My Son’s Graduation: A Measure of Things Learned

Good day friends!

My apologies folks. Due to glitch in real time (mine), the pet peeves blog promised last Friday should be running this upcoming portal to the weekend. (When lots of exciting tennis is expected to happen!!! And yes, I plan to be there, lol. :D)

The other night, while at my son’s eighth grade graduation ceremony (OMG! How did he grow so much already????), I got to experience something spectacular.

I’d already been deeply touched to watch one of the special needs kids be presented an award for most motivated to self-improve (or something similar—I don’t remember the details). This particular child attended a class/program designed for the unique considerations of those students whose IQs run on the significantly low side. As an occupational therapist who works with so many of these kids (and familiar with this one) I was pleased beyond words to see this girl—who daily strives to work to the very best of her capabilities—receive an award alongside a regular education student. (Only two were given.)

One by one, by homeroom, each graduate was called by name and handed his/her certificate. You could easily tell how popular a student was by the volume of applause and cheers for a given individual.

I never conceived what came next. The special needs class was called. Two-hundred-thirty-six eighth graders erupted into a standing ovation and maximum volume roar for this very special four, who positively beamed and preened down the aisle, heads held high and smiles wide enough to see from the top bleacher. (I get goose-bumped and teary-eyed every time I think of it.)

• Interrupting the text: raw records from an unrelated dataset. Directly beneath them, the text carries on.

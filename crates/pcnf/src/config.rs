//! Normalizer configuration types.

use crate::normalize::naming::NamingPolicy;
use serde::{Deserialize, Serialize};

/// Configuration for the normalization pipeline
#[derive(Debug, Clone, PartialEq, Eq, Serialize, Deserialize)]
pub struct NormalizerConfig {
    /// Fresh names for standardizing bound variables apart
    pub naming: NamingPolicy,
    /// Prefix of the variables introduced by function elimination
    pub function_variable_prefix: String,
}

impl Default for NormalizerConfig {
    fn default() -> Self {
        NormalizerConfig {
            naming: NamingPolicy::ReverseAlphabet,
            function_variable_prefix: "v".to_string(),
        }
    }
}
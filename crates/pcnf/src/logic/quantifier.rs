//! Quantifier nodes

use super::formula::Formula;
use serde::{Deserialize, Serialize};
use std::fmt;

#[derive(Debug, Clone, Copy, PartialEq, Eq, Hash, Serialize, Deserialize)]
#[serde(rename_all = "snake_case")]
pub enum QuantifierKind {
    Forall,
    Exists,
}

impl QuantifierKind {
    /// The kind a negation turns this quantifier into
    pub fn dual(self) -> Self {
        match self {
            QuantifierKind::Forall => QuantifierKind::Exists,
            QuantifierKind::Exists => QuantifierKind::Forall,
        }
    }

    pub fn keyword(self) -> &'static str {
        match self {
            QuantifierKind::Forall => "forall",
            QuantifierKind::Exists => "exists",
        }
    }
}

/// A block of variables bound by one quantifier over a single scope
#[derive(Debug, Clone, PartialEq, Eq, Hash, Serialize, Deserialize)]
pub struct Quantifier {
    pub kind: QuantifierKind,
    pub variables: Vec<String>,
    pub body: Box<Formula>,
}

impl Quantifier {
    pub fn new(kind: QuantifierKind, variables: Vec<String>, body: Formula) -> Self {
        Quantifier {
            kind,
            variables,
            body: Box::new(body),
        }
    }

    pub fn binds(&self, var: &str) -> bool {
        self.variables.iter().any(|v| v == var)
    }

    /// Absorb an immediately nested quantifier of the same kind.
    ///
    /// `forall(x)[forall(y)[A]]` becomes `forall(x,y)[A]`. A name bound by
    /// both blocks is kept once. Only one level is absorbed per call.
    pub fn simplify(self) -> Quantifier {
        match *self.body {
            Formula::Quantifier(inner) if inner.kind == self.kind => {
                let mut variables = self.variables;
                for var in inner.variables {
                    if !variables.contains(&var) {
                        variables.push(var);
                    }
                }
                Quantifier {
                    kind: self.kind,
                    variables,
                    body: inner.body,
                }
            }
            body => Quantifier {
                kind: self.kind,
                variables: self.variables,
                body: Box::new(body),
            },
        }
    }
}

impl fmt::Display for Quantifier {
    fn fmt(&self, f: &mut fmt::Formatter<'_>) -> fmt::Result {
        write!(f, "{}({})[{}]", self.kind.keyword(), self.variables.join(","), self.body)
    }
}
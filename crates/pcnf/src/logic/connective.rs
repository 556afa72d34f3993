//! Conjunction and disjunction nodes

use super::formula::Formula;
use super::quantifier::{Quantifier, QuantifierKind};
use serde::{Deserialize, Serialize};
use std::collections::HashSet;
use std::fmt;
use tracing::debug;

#[derive(Debug, Clone, Copy, PartialEq, Eq, Hash, Serialize, Deserialize)]
#[serde(rename_all = "snake_case")]
pub enum ConnectiveKind {
    And,
    Or,
}

impl ConnectiveKind {
    /// The kind De Morgan's laws turn this connective into
    pub fn dual(self) -> Self {
        match self {
            ConnectiveKind::And => ConnectiveKind::Or,
            ConnectiveKind::Or => ConnectiveKind::And,
        }
    }

    pub fn symbol(self) -> &'static str {
        match self {
            ConnectiveKind::And => "&",
            ConnectiveKind::Or => "|",
        }
    }
}

/// An n-ary conjunction or disjunction
#[derive(Debug, Clone, PartialEq, Eq, Hash, Serialize, Deserialize)]
pub struct Connective {
    pub kind: ConnectiveKind,
    pub children: Vec<Formula>,
}

impl Connective {
    pub fn new(kind: ConnectiveKind, children: Vec<Formula>) -> Self {
        Connective { kind, children }
    }

    /// Splice children of the same kind into this node.
    ///
    /// `(A & (B & C))` becomes `(A & B & C)`. Only immediate children are
    /// flattened. A connective left with a single child collapses to it.
    pub fn coalesce(self) -> Formula {
        let kind = self.kind;
        let mut children = Vec::with_capacity(self.children.len());
        for child in self.children {
            match child {
                Formula::Connective(inner) if inner.kind == kind => children.extend(inner.children),
                other => children.push(other),
            }
        }

        if children.len() == 1 {
            children.remove(0)
        } else {
            Formula::Connective(Connective { kind, children })
        }
    }

    /// Pull the quantifiers found among the children out past this connective.
    ///
    /// Children are scanned left to right and each quantified child gives up
    /// its whole prefix, outermost block first. Hoisting is sound as long as
    /// a hoisted variable does not occur free in a sibling and does not clash
    /// with a variable hoisted before it; otherwise the variable is renamed to
    /// a primed variant (`x'`, `x''`, ...) that occurs nowhere in `parent`
    /// (the node itself when it is the root).
    ///
    /// Returns the quantifier prefix wrapping the coalesced connective, with
    /// adjacent blocks of the same kind merged, or the connective unchanged
    /// when no child is quantified.
    pub fn rescope(self, parent: Option<&Formula>) -> Formula {
        let kind = self.kind;
        let mut children = self.children;

        let mut reserved: HashSet<String> = HashSet::new();
        if let Some(parent) = parent {
            reserved.extend(parent.names());
            reserved.extend(parent.constants());
        }
        for child in &children {
            reserved.extend(child.names());
            reserved.extend(child.constants());
        }

        let mut prefix: Vec<(QuantifierKind, Vec<String>)> = Vec::new();
        let mut hoisted: HashSet<String> = HashSet::new();

        while let Some(index) = children
            .iter()
            .position(|child| matches!(child, Formula::Quantifier(_)))
        {
            let Formula::Quantifier(quantifier) = children.remove(index) else {
                break;
            };

            let sibling_free: HashSet<String> = children
                .iter()
                .flat_map(|sibling| sibling.free_variables())
                .collect();

            let mut body = *quantifier.body;
            let mut variables = Vec::with_capacity(quantifier.variables.len());
            for var in quantifier.variables {
                if sibling_free.contains(&var) || hoisted.contains(&var) {
                    let fresh = variant(&var, &reserved);
                    debug!(from = %var, to = %fresh, "renaming bound variable to avoid capture");
                    body = body.rename_free(&var, &fresh);
                    reserved.insert(fresh.clone());
                    variables.push(fresh);
                } else {
                    variables.push(var);
                }
            }

            hoisted.extend(variables.iter().cloned());
            match prefix.last_mut() {
                Some((last_kind, block)) if *last_kind == quantifier.kind => block.extend(variables),
                _ => prefix.push((quantifier.kind, variables)),
            }
            children.insert(index, body);
        }

        if prefix.is_empty() {
            return Formula::Connective(Connective { kind, children });
        }

        let matrix = Connective { kind, children }.coalesce();
        prefix
            .into_iter()
            .rev()
            .fold(matrix, |body, (quantifier_kind, variables)| {
                Formula::Quantifier(Quantifier::new(quantifier_kind, variables, body))
            })
    }
}

/// `name` followed by as many primes as needed to avoid `reserved`
fn variant(name: &str, reserved: &HashSet<String>) -> String {
    let mut candidate = format!("{}'", name);
    while reserved.contains(&candidate) {
        candidate.push('\'');
    }
    candidate
}

impl fmt::Display for Connective {
    fn fmt(&self, f: &mut fmt::Formatter<'_>) -> fmt::Result {
        write!(f, "(")?;
        for (i, child) in self.children.iter().enumerate() {
            if i > 0 {
                write!(f, " {} ", self.kind.symbol())?;
            }
            write!(f, "{}", child)?;
        }
        write!(f, ")")
    }
}

#[cfg(test)]
mod tests {
    use super::*;
    use crate::logic::Term;

    fn p(name: &str, vars: &[&str]) -> Formula {
        Formula::pred(name, vars.iter().map(|v| Term::var(*v)).collect())
    }

    fn and(children: Vec<Formula>) -> Connective {
        Connective::new(ConnectiveKind::And, children)
    }

    fn or(children: Vec<Formula>) -> Connective {
        Connective::new(ConnectiveKind::Or, children)
    }

    #[test]
    fn test_coalesce_flattens_same_kind() {
        let c = and(vec![
            p("A", &[]),
            Formula::and(vec![p("B", &[]), p("C", &[])]),
            Formula::or(vec![p("D", &[]), p("E", &[])]),
        ]);
        assert_eq!(c.coalesce().to_string(), "(A & B & C & (D | E))");
    }

    #[test]
    fn test_coalesce_collapses_single_child() {
        let c = or(vec![Formula::or(vec![p("A", &[])])]);
        assert_eq!(c.coalesce(), p("A", &[]));
    }

    #[test]
    fn test_rescope_hoists_over_conjunction() {
        // (forall(x)[P(x)] & Q) -> forall(x)[(P(x) & Q)]
        let c = and(vec![Formula::forall(["x"], p("P", &["x"])), p("Q", &[])]);
        assert_eq!(c.rescope(None).to_string(), "forall(x)[(P(x) & Q)]");
    }

    #[test]
    fn test_rescope_without_quantifiers_is_unchanged() {
        let c = or(vec![p("P", &["x"]), p("Q", &["x"])]);
        assert_eq!(c.clone().rescope(None), Formula::Connective(c));
    }

    #[test]
    fn test_rescope_renames_on_capture() {
        // (forall(x)[P(x)] & Q(x)): the free x in Q must not be captured
        let c = and(vec![Formula::forall(["x"], p("P", &["x"])), p("Q", &["x"])]);
        assert_eq!(c.rescope(None).to_string(), "forall(x')[(P(x') & Q(x))]");
    }

    #[test]
    fn test_rescope_fresh_name_avoids_parent_names() {
        let c = and(vec![Formula::exists(["x"], p("P", &["x"])), p("Q", &["x"])]);
        let parent = Formula::forall(["x'"], Formula::Connective(c.clone()));
        assert_eq!(
            c.rescope(Some(&parent)).to_string(),
            "exists(x'')[(P(x'') & Q(x))]"
        );
    }

    #[test]
    fn test_rescope_fresh_name_avoids_constants() {
        // a constant named x' must stay distinguishable from the renamed binder
        let c = and(vec![
            Formula::forall(["x"], Formula::pred("P", vec![Term::var("x"), Term::constant("x'")])),
            p("Q", &["x"]),
        ]);
        assert_eq!(c.rescope(None).to_string(), "forall(x'')[(P(x'',x') & Q(x))]");
    }

    #[test]
    fn test_rescope_hoists_every_quantified_child() {
        // (forall(x)[P(x)] | exists(y)[forall(w)[R(y,w)]] | S)
        let c = or(vec![
            Formula::forall(["x"], p("P", &["x"])),
            Formula::exists(["y"], Formula::forall(["w"], p("R", &["y", "w"]))),
            p("S", &[]),
        ]);
        let result = c.rescope(None);
        assert_eq!(
            result.to_string(),
            "forall(x)[exists(y)[forall(w)[(P(x) | R(y,w) | S)]]]"
        );
        assert!(result.is_prenex());
    }

    #[test]
    fn test_rescope_merges_adjacent_same_kind_blocks() {
        let c = and(vec![
            Formula::forall(["x"], p("P", &["x"])),
            Formula::forall(["y"], p("Q", &["y"])),
        ]);
        assert_eq!(c.rescope(None).to_string(), "forall(x,y)[(P(x) & Q(y))]");
    }

    #[test]
    fn test_rescope_renames_repeated_bound_names() {
        let c = and(vec![
            Formula::forall(["x"], p("P", &["x"])),
            Formula::exists(["x"], p("Q", &["x"])),
        ]);
        assert_eq!(c.rescope(None).to_string(), "forall(x)[exists(x')[(P(x) & Q(x'))]]");
    }

    #[test]
    fn test_rescope_coalesces_hoisted_bodies() {
        let c = and(vec![
            Formula::forall(["x"], Formula::and(vec![p("P", &["x"]), p("R", &["x"])])),
            p("Q", &[]),
        ]);
        assert_eq!(c.rescope(None).to_string(), "forall(x)[(P(x) & R(x) & Q)]");
    }
}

The evening progressed to refreshments with my son and his friends in the school cafeteria. I told him what a wonderful thing this graduating class had done by supporting their special needs classmates the way they had. He casually responded, “During rehearsal I told Bobby (whoever that is) we should clap for them.”

Earlier that evening I’d felt disappointed knowing my son would not receive an academic achievement award; he’s ridiculously capable but not terribly motivated when it comes to studying. After he shared that, I realized he’d achieved far beyond what any trophy, certificate  or gift card could ever show.